### Your objective
Only one stretch of the records below should be repeated. It starts with the line containing "use clap::Parser;" and goes on through the line containing "let mut writer", exactly as written.

** Opening Data for the task block **

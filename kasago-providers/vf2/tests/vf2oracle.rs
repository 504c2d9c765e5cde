//! Behavioural tests for the VF2 presence oracle.

use kasago_core::{Graph, OracleError, PresenceOracle};
use kasago_providers_vf2::Vf2Oracle;
use kasago_test_support::graphs::graph;
use rstest::rstest;

fn water() -> Graph {
    graph(
        &[(0, "O"), (1, "H"), (2, "H")],
        &[(0, 1, "s"), (0, 2, "s")],
    )
}

fn triangle(vertex: &str, edge: &str) -> Graph {
    graph(
        &[(0, vertex), (1, vertex), (2, vertex)],
        &[(0, 1, edge), (1, 2, edge), (0, 2, edge)],
    )
}

#[rstest]
#[case::present(graph(&[(0, "H")], &[]), true)]
#[case::absent(graph(&[(0, "N")], &[]), false)]
fn single_vertex_patterns(#[case] pattern: Graph, #[case] expected: bool) {
    let present = Vf2Oracle::new()
        .contains(&water(), &pattern)
        .expect("non-empty pattern");
    assert_eq!(present, expected);
}

#[test]
fn labeled_edge_pattern_is_found() {
    let pattern = graph(&[(0, "H"), (1, "O")], &[(0, 1, "s")]);
    assert!(
        Vf2Oracle::new()
            .contains(&water(), &pattern)
            .expect("non-empty pattern")
    );
}

#[rstest]
#[case::edge_label(graph(&[(0, "H"), (1, "O")], &[(0, 1, "d")]))]
#[case::vertex_label(graph(&[(0, "H"), (1, "N")], &[(0, 1, "s")]))]
#[case::structure(graph(&[(0, "H"), (1, "H")], &[(0, 1, "s")]))]
fn mismatches_are_absent(#[case] pattern: Graph) {
    assert!(
        !Vf2Oracle::new()
            .contains(&water(), &pattern)
            .expect("non-empty pattern")
    );
}

#[test]
fn presence_is_invariant_under_vertex_id_relabeling() {
    let oracle = Vf2Oracle::new();
    let pattern = graph(&[(0, "O"), (1, "H")], &[(0, 1, "s")]);
    let relabeled = graph(&[(40, "H"), (17, "O")], &[(17, 40, "s")]);
    assert!(oracle.contains(&water(), &pattern).expect("non-empty pattern"));
    assert!(
        oracle
            .contains(&water(), &relabeled)
            .expect("non-empty pattern")
    );
}

#[test]
fn triangle_occurs_in_itself() {
    assert!(
        Vf2Oracle::new()
            .contains(&triangle("C", "a"), &triangle("C", "a"))
            .expect("non-empty pattern")
    );
}

#[test]
fn subgraphs_need_not_be_induced() {
    // A two-edge path maps onto a triangle even though the triangle closes
    // the cycle with an edge the pattern does not declare.
    let path = graph(&[(0, "C"), (1, "C"), (2, "C")], &[(0, 1, "a"), (1, 2, "a")]);
    assert!(
        Vf2Oracle::new()
            .contains(&triangle("C", "a"), &path)
            .expect("non-empty pattern")
    );
}

#[test]
fn edgeless_patterns_match_on_vertex_labels_alone() {
    let pattern = graph(&[(0, "H"), (1, "H")], &[]);
    assert!(
        Vf2Oracle::new()
            .contains(&water(), &pattern)
            .expect("non-empty pattern")
    );
}

#[rstest]
#[case::more_vertices(graph(&[(0, "H"), (1, "H"), (2, "H"), (3, "O")], &[]))]
#[case::more_edges(triangle("H", "s"))]
fn oversized_patterns_are_absent(#[case] pattern: Graph) {
    assert!(
        !Vf2Oracle::new()
            .contains(&water(), &pattern)
            .expect("non-empty pattern")
    );
}

#[test]
fn empty_pattern_is_rejected() {
    let err = Vf2Oracle::new()
        .contains(&water(), &graph(&[], &[]))
        .expect_err("presence of an empty pattern is undefined");
    assert_eq!(err, OracleError::EmptyPattern);
}
//! Graph and corpus builders for tests.
//!
//! These helpers panic on invalid input so test bodies stay focused on the
//! behaviour under test.

use kasago_core::{Corpus, Graph, GraphBuilder};

/// Builds a graph from explicit vertex and edge lists.
///
/// # Panics
/// Panics when the lists violate graph invariants; test fixtures are
/// expected to be well-formed.
#[must_use]
pub fn graph(vertices: &[(u32, &str)], edges: &[(u32, u32, &str)]) -> Graph {
    let mut builder = GraphBuilder::new();
    for &(id, label) in vertices {
        builder
            .add_vertex(id, label)
            .expect("test fixture vertex ids must be unique");
    }
    for &(source, target, label) in edges {
        builder
            .add_edge(source, target, label)
            .expect("test fixture edges must reference declared vertices");
    }
    builder.finish()
}

/// Builds an edgeless graph with vertices `0..labels.len()`.
///
/// # Panics
/// Panics when `labels` repeats beyond `u32` range; practically infallible
/// for test fixtures.
#[must_use]
pub fn vertex_graph(labels: &[&str]) -> Graph {
    let vertices: Vec<(u32, &str)> = labels
        .iter()
        .enumerate()
        .map(|(index, &label)| (u32::try_from(index).expect("test fixtures are small"), label))
        .collect();
    graph(&vertices, &[])
}

/// Builds a labeled corpus.
///
/// # Panics
/// Panics when the graph and label counts differ.
#[must_use]
pub fn corpus_with_labels(graphs: Vec<Graph>, labels: &[u8]) -> Corpus {
    Corpus::with_labels(graphs, labels.to_vec())
        .expect("test fixture graph and label counts must match")
}
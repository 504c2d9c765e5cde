//! CLI entry point for the kasago selection pipeline.
//!
//! Parses command-line arguments with clap, executes the requested pipeline
//! stage (split, train, or featurize), renders the summary to stdout, and
//! maps errors to appropriate exit codes. Logging is initialized eagerly so
//! subsequent operations can emit structured diagnostics via `tracing`.

use std::io::{self, BufWriter, Write};
use std::process::ExitCode;

use anyhow::{Context, Result};
use clap::Parser;

use kasago_cli::{
    cli::{Cli, CliError, render_summary, run_cli},
    logging::{self, LoggingError},
};
use tracing::{error, field};

/// Parse CLI arguments, execute the command, render the summary, and flush
/// the output stream.
fn try_main() -> Result<()> {
    let cli = Cli::parse();
    let summary = run_cli(cli).context("failed to execute command")?;
    let stdout = io::stdout();
    let mut writer = BufWriter::new(stdout.lock());
    render_summary(&summary, &mut writer).context("failed to render summary")?;
    writer.flush().context("failed to flush output")?;
    Ok(())
}

fn main() -> ExitCode {
    if let Err(err) = logging::init_logging() {
        report_logging_init_error(&err);
        return ExitCode::FAILURE;
    }

    if let Err(err) = try_main() {
        let code = err
            .downcast_ref::<CliError>()
            .and_then(|cli_error| match cli_error {
                CliError::Core(core) => Some(core.code().as_str()),
                CliError::Format(format) => Some(format.code().as_str()),
                _ => None,
            });

        let code_field = code.map(field::display);
        error!(error = %err, code = code_field, "command execution failed");
        return ExitCode::FAILURE;
    }

    ExitCode::SUCCESS
}

#[expect(
    clippy::print_stderr,
    reason = "Emit one-off diagnostic before tracing is initialized"
)]
fn report_logging_init_error(err: &LoggingError) {
    eprintln!("failed to initialize logging: {err}");
}
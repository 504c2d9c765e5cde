//! Pattern miner adapting an external gSpan-compatible executable.
//!
//! The adapter renders the corpus into the miner's numeric transaction
//! format (string labels interned to dense codes), invokes the executable
//! with an absolute support threshold, and decodes the pattern stream from
//! its stdout back into the graph model. The invocation blocks with no
//! built-in timeout; callers that need one should impose it around the
//! training run.

mod labels;
mod output;
mod transaction;

use std::io::Write;
use std::path::{Path, PathBuf};
use std::process::Command;

use kasago_core::{Corpus, Graph, MineParams, MinerError, PatternMiner};
use tempfile::NamedTempFile;

use crate::labels::LabelTables;

/// Invokes an external miner as `<exe> -f <transactions> -s <min_support>
/// -m <min_vertices>`, reading candidate patterns from its stdout.
///
/// Output-file based miners can be bridged with a small shim script; the
/// adapter itself stays process-agnostic. Candidates are returned in the
/// miner's emission order, undeduplicated — ranking them is the selector's
/// job. Every failure is fatal: no partial candidate list is ever returned.
#[derive(Clone, Debug)]
pub struct GspanMiner {
    executable: PathBuf,
}

impl GspanMiner {
    /// Creates an adapter around the given miner executable.
    #[must_use]
    pub fn new(executable: impl Into<PathBuf>) -> Self {
        Self {
            executable: executable.into(),
        }
    }

    /// Returns the configured executable path.
    #[must_use]
    pub fn executable(&self) -> &Path {
        &self.executable
    }
}

impl PatternMiner for GspanMiner {
    fn name(&self) -> &str {
        "gspan"
    }

    fn mine(&self, corpus: &Corpus, params: &MineParams) -> Result<Vec<Graph>, MinerError> {
        let mut tables = LabelTables::default();
        let mut transactions =
            NamedTempFile::new().map_err(|source| MinerError::Io { source })?;
        transaction::write_transactions(corpus, &mut tables, &mut transactions)
            .map_err(|source| MinerError::Io { source })?;
        transactions
            .flush()
            .map_err(|source| MinerError::Io { source })?;

        let output = Command::new(&self.executable)
            .arg("-f")
            .arg(transactions.path())
            .arg("-s")
            .arg(params.min_support().to_string())
            .arg("-m")
            .arg(params.min_vertices().to_string())
            .output()
            .map_err(|source| MinerError::Launch {
                miner: self.executable.display().to_string(),
                source,
            })?;

        if !output.status.success() {
            return Err(MinerError::Failed {
                miner: self.executable.display().to_string(),
                status: output.status,
                stderr: String::from_utf8_lossy(&output.stderr).into_owned(),
            });
        }

        let stdout = String::from_utf8_lossy(&output.stdout);
        output::parse_patterns(&stdout, &tables)
    }
}
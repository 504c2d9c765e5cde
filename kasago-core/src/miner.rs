//! Frequent-subgraph miner abstraction.
//!
//! The mining algorithm itself is an external collaborator. The trait
//! normalizes its output into [`Graph`] candidates and nothing more: no
//! deduplication, no filtering — ranking is the selector's job.

use std::process::ExitStatus;

use thiserror::Error;

use crate::{corpus::Corpus, graph::Graph};

/// Parameters handed to a [`PatternMiner`].
#[derive(Clone, Copy, Debug, Eq, PartialEq)]
pub struct MineParams {
    min_support: usize,
    min_vertices: usize,
}

impl MineParams {
    /// Creates mining parameters.
    ///
    /// `min_support` is an absolute transaction count, not a fraction; the
    /// pipeline derives it from the corpus size.
    #[must_use]
    pub fn new(min_support: usize, min_vertices: usize) -> Self {
        Self {
            min_support,
            min_vertices,
        }
    }

    /// Minimum number of corpus graphs a candidate must occur in.
    #[must_use]
    pub fn min_support(&self) -> usize {
        self.min_support
    }

    /// Minimum number of vertices a candidate must have.
    #[must_use]
    pub fn min_vertices(&self) -> usize {
        self.min_vertices
    }
}

/// An error produced while running an external pattern miner.
///
/// Any miner failure is fatal to the training run: pattern-set order must be
/// deterministic, so partial results are never usable.
#[non_exhaustive]
#[derive(Debug, Error)]
pub enum MinerError {
    /// Preparing the miner's input failed.
    #[error("i/o while preparing miner input: {source}")]
    Io {
        /// Underlying operating system error.
        #[source]
        source: std::io::Error,
    },
    /// The miner process could not be started.
    #[error("failed to launch miner `{miner}`: {source}")]
    Launch {
        /// The executable that failed to start.
        miner: String,
        /// Underlying operating system error.
        #[source]
        source: std::io::Error,
    },
    /// The miner process exited unsuccessfully.
    #[error("miner `{miner}` failed ({status}): {stderr}")]
    Failed {
        /// The executable that failed.
        miner: String,
        /// Exit status reported by the operating system.
        status: ExitStatus,
        /// Captured standard error output.
        stderr: String,
    },
    /// The miner's pattern stream could not be parsed.
    #[error("line {line}: malformed miner output: {message}")]
    Malformed {
        /// 1-based line number within the miner's output.
        line: usize,
        /// Description of the malformation.
        message: String,
    },
}

/// Produces candidate subgraph patterns from a corpus.
pub trait PatternMiner {
    /// Returns a human-readable name for diagnostics.
    fn name(&self) -> &str;

    /// Mines candidate patterns occurring in at least `params.min_support()`
    /// corpus graphs.
    ///
    /// The returned order is the miner's native emission order and becomes
    /// the candidate order the selector's tie-breaking refers to.
    ///
    /// # Errors
    /// Returns [`MinerError`] when the external miner cannot be invoked, exits
    /// unsuccessfully, or emits output that cannot be normalized.
    fn mine(&self, corpus: &Corpus, params: &MineParams) -> Result<Vec<Graph>, MinerError>;
}
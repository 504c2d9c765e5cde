//! Labeled undirected graph model.
//!
//! A [`Graph`] is immutable once built; the only construction path is
//! [`GraphBuilder`], which validates the structural invariants (unique vertex
//! ids, edges referencing declared vertices, no duplicate edges). The same
//! validation runs again when a graph is deserialized from a persisted
//! pattern set.

use std::collections::HashSet;

use serde::{Deserialize, Serialize};
use thiserror::Error;

/// A labeled vertex.
///
/// Ids are unique within their graph but carry no meaning across graphs.
#[derive(Clone, Debug, Eq, PartialEq, Serialize, Deserialize)]
pub struct Vertex {
    id: u32,
    label: String,
}

impl Vertex {
    /// Creates a vertex with the given id and label.
    #[must_use]
    pub fn new(id: u32, label: impl Into<String>) -> Self {
        Self {
            id,
            label: label.into(),
        }
    }

    /// Returns the vertex id.
    #[must_use]
    pub fn id(&self) -> u32 {
        self.id
    }

    /// Returns the vertex label.
    #[must_use]
    pub fn label(&self) -> &str {
        &self.label
    }
}

/// A labeled undirected edge between two declared vertices.
///
/// `source`/`target` reflect declaration order only; the edge itself is
/// unordered.
#[derive(Clone, Debug, Eq, PartialEq, Serialize, Deserialize)]
pub struct Edge {
    source: u32,
    target: u32,
    label: String,
}

impl Edge {
    /// Creates an edge between `source` and `target`.
    #[must_use]
    pub fn new(source: u32, target: u32, label: impl Into<String>) -> Self {
        Self {
            source,
            target,
            label: label.into(),
        }
    }

    /// Returns the first declared endpoint.
    #[must_use]
    pub fn source(&self) -> u32 {
        self.source
    }

    /// Returns the second declared endpoint.
    #[must_use]
    pub fn target(&self) -> u32 {
        self.target
    }

    /// Returns the edge label.
    #[must_use]
    pub fn label(&self) -> &str {
        &self.label
    }
}

/// Errors raised while assembling a [`Graph`].
#[non_exhaustive]
#[derive(Clone, Debug, Eq, Error, PartialEq)]
pub enum GraphError {
    /// A vertex id was declared more than once.
    #[error("vertex id {id} is declared twice")]
    DuplicateVertex {
        /// The repeated vertex id.
        id: u32,
    },
    /// An edge referenced a vertex id that has not been declared.
    #[error("edge ({endpoint_a}, {endpoint_b}) references undeclared vertex {missing}")]
    UnknownVertex {
        /// The first declared endpoint of the offending edge.
        endpoint_a: u32,
        /// The second declared endpoint of the offending edge.
        endpoint_b: u32,
        /// The endpoint that is not a declared vertex.
        missing: u32,
    },
    /// The same unordered vertex pair was connected twice.
    #[error("edge ({endpoint_a}, {endpoint_b}) is declared twice")]
    DuplicateEdge {
        /// The first declared endpoint of the repeated edge.
        endpoint_a: u32,
        /// The second declared endpoint of the repeated edge.
        endpoint_b: u32,
    },
}

/// An immutable labeled undirected graph.
///
/// # Examples
/// ```
/// use kasago_core::GraphBuilder;
///
/// let mut builder = GraphBuilder::new();
/// builder.add_vertex(0, "C")?;
/// builder.add_vertex(1, "O")?;
/// builder.add_edge(0, 1, "double")?;
/// let graph = builder.finish();
/// assert_eq!(graph.vertex_count(), 2);
/// assert_eq!(graph.vertex_label(1), Some("O"));
/// assert!(graph.has_edge(1, 0));
/// # Ok::<(), kasago_core::GraphError>(())
/// ```
#[derive(Clone, Debug, Eq, PartialEq, Serialize, Deserialize)]
#[serde(try_from = "GraphParts", into = "GraphParts")]
pub struct Graph {
    vertices: Vec<Vertex>,
    edges: Vec<Edge>,
}

impl Graph {
    /// Returns the number of vertices.
    #[must_use]
    pub fn vertex_count(&self) -> usize {
        self.vertices.len()
    }

    /// Returns the number of edges.
    #[must_use]
    pub fn edge_count(&self) -> usize {
        self.edges.len()
    }

    /// Returns the vertices in declaration order.
    #[must_use]
    pub fn vertices(&self) -> &[Vertex] {
        &self.vertices
    }

    /// Returns the edges in declaration order.
    #[must_use]
    pub fn edges(&self) -> &[Edge] {
        &self.edges
    }

    /// Returns the label of the vertex with the given id, if declared.
    #[must_use]
    pub fn vertex_label(&self, id: u32) -> Option<&str> {
        self.vertices
            .iter()
            .find(|vertex| vertex.id == id)
            .map(Vertex::label)
    }

    /// Returns whether an edge connects `a` and `b`, in either direction.
    #[must_use]
    pub fn has_edge(&self, a: u32, b: u32) -> bool {
        self.edges.iter().any(|edge| {
            (edge.source == a && edge.target == b) || (edge.source == b && edge.target == a)
        })
    }
}

/// Serialized form of [`Graph`]; conversion re-runs builder validation.
#[derive(Clone, Debug, Serialize, Deserialize)]
struct GraphParts {
    vertices: Vec<Vertex>,
    edges: Vec<Edge>,
}

impl From<Graph> for GraphParts {
    fn from(graph: Graph) -> Self {
        Self {
            vertices: graph.vertices,
            edges: graph.edges,
        }
    }
}

impl TryFrom<GraphParts> for Graph {
    type Error = GraphError;

    fn try_from(parts: GraphParts) -> Result<Self, Self::Error> {
        let mut builder = GraphBuilder::new();
        for vertex in parts.vertices {
            builder.add_vertex(vertex.id, vertex.label)?;
        }
        for edge in parts.edges {
            builder.add_edge(edge.source, edge.target, edge.label)?;
        }
        Ok(builder.finish())
    }
}

/// Incrementally assembles a [`Graph`], enforcing its invariants.
#[derive(Debug, Default)]
pub struct GraphBuilder {
    vertices: Vec<Vertex>,
    edges: Vec<Edge>,
    ids: HashSet<u32>,
}

impl GraphBuilder {
    /// Creates an empty builder.
    #[must_use]
    pub fn new() -> Self {
        Self::default()
    }

    /// Returns whether no vertex has been declared yet.
    #[must_use]
    pub fn is_empty(&self) -> bool {
        self.vertices.is_empty()
    }

    /// Declares a vertex.
    ///
    /// # Errors
    /// Returns [`GraphError::DuplicateVertex`] when `id` was already declared.
    pub fn add_vertex(&mut self, id: u32, label: impl Into<String>) -> Result<(), GraphError> {
        if !self.ids.insert(id) {
            return Err(GraphError::DuplicateVertex { id });
        }
        self.vertices.push(Vertex::new(id, label));
        Ok(())
    }

    /// Declares an edge between two previously declared vertices.
    ///
    /// # Errors
    /// Returns [`GraphError::UnknownVertex`] when either endpoint has not been
    /// declared, or [`GraphError::DuplicateEdge`] when the unordered pair is
    /// already connected.
    pub fn add_edge(
        &mut self,
        source: u32,
        target: u32,
        label: impl Into<String>,
    ) -> Result<(), GraphError> {
        for endpoint in [source, target] {
            if !self.ids.contains(&endpoint) {
                return Err(GraphError::UnknownVertex {
                    endpoint_a: source,
                    endpoint_b: target,
                    missing: endpoint,
                });
            }
        }
        let duplicate = self.edges.iter().any(|edge| {
            (edge.source == source && edge.target == target)
                || (edge.source == target && edge.target == source)
        });
        if duplicate {
            return Err(GraphError::DuplicateEdge { endpoint_a: source, endpoint_b: target });
        }
        self.edges.push(Edge::new(source, target, label));
        Ok(())
    }

    /// Finalizes the builder into an immutable graph.
    #[must_use]
    pub fn finish(self) -> Graph {
        Graph {
            vertices: self.vertices,
            edges: self.edges,
        }
    }
}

** Closing Data for the task block **

### Exercise result
use clap::Parser;

use kasago_cli::{
    cli::{Cli, CliError, render_summary, run_cli},
    logging::{self, LoggingError},
};
use tracing::{error, field};

/// Parse CLI arguments, execute the command, render the summary, and flush
/// the output stream.
fn try_main() -> Result<()> {
    let cli = Cli::parse();
    let summary = run_cli(cli).context("failed to execute command")?;
    let stdout = io::stdout();
    let mut writer = BufWriter::new(stdout.lock());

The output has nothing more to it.